TV cards allow you to watch broadcast or cable TV on your computer. Most of them
accept composite video via an RCA or S-video input and some of these cards come with a FM
radio tuner.
FreeBSD provides support for PCI-based TV cards using a Brooktree Bt848/849/878/879 or
a Conexant CN-878/Fusion 878a Video Capture Chip with the bktr(4) driver. You
must also ensure the board comes with a supported tuner, consult the bktr(4) manual page
for a list of supported tuners.
To use your card, you will need to load the bktr(4) driver, this
can be done by adding the following line to the /boot/loader.conf file like this:
bktr_load="YES"
Alternatively, you may statically compile the support for the TV card in your kernel,
in that case add the following lines to your kernel configuration:
device bktr
device iicbus
device iicbb
device smbus
These additional device drivers are necessary because of the card components being
interconnected via an I2C bus. Then build and install a new kernel.
Once the support was added to your system, you have to reboot your machine. During the
boot process, your TV card should show up, like this:
bktr0: <BrookTree 848A> mem 0xd7000000-0xd7000fff irq 10 at device 10.0 on pci0
iicbb0: <I2C bit-banging driver> on bti2c0
iicbus0: <Philips I2C bus> on iicbb0 master-only
iicbus1: <Philips I2C bus> on iicbb0 master-only
smbus0: <System Management Bus> on bti2c0
bktr0: Pinnacle/Miro TV, Philips SECAM tuner.
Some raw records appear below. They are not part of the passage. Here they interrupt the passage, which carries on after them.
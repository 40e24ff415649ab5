use crate::database::{DatabaseConnection, DependOnDatabaseConnection, Transaction};
use crate::entity::{User, UserId};
use crate::KernelError;

#[async_trait::async_trait]
pub trait UserQuery: Sync + Send + 'static {
    type Transaction: Transaction;
    async fn find_by_id(
        &self,
        con: &mut Self::Transaction,
        id: &UserId,
    ) -> error_stack::Result<Option<User>, KernelError>;
    /// Batch lookup used when attributing a page of borrowings to their
    /// owners in one round trip.
    async fn find_by_ids(
        &self,
        con: &mut Self::Transaction,
        ids: &[UserId],
    ) -> error_stack::Result<Vec<User>, KernelError>;
}

pub trait DependOnUserQuery: 'static + Sync + Send + DependOnDatabaseConnection {
    type UserQuery: UserQuery<
        Transaction = <Self::DatabaseConnection as DatabaseConnection>::Transaction,
    >;
    fn user_query(&self) -> &Self::UserQuery;
}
Of course these messages can differ according to your hardware. However you should
check if the tuner is correctly detected; it is still possible to override some of the
detected parameters with sysctl(8) MIBs and
kernel configuration file options. For example, if you want to force the tuner to a
Philips SECAM tuner, you should add the following line to your kernel configuration
file:
options OVERRIDE_TUNER=6
or you can directly use sysctl(8):
# sysctl hw.bt848.tuner=6
See the bktr(4) manual page
and the /usr/src/sys/conf/NOTES file for more details on the
available options.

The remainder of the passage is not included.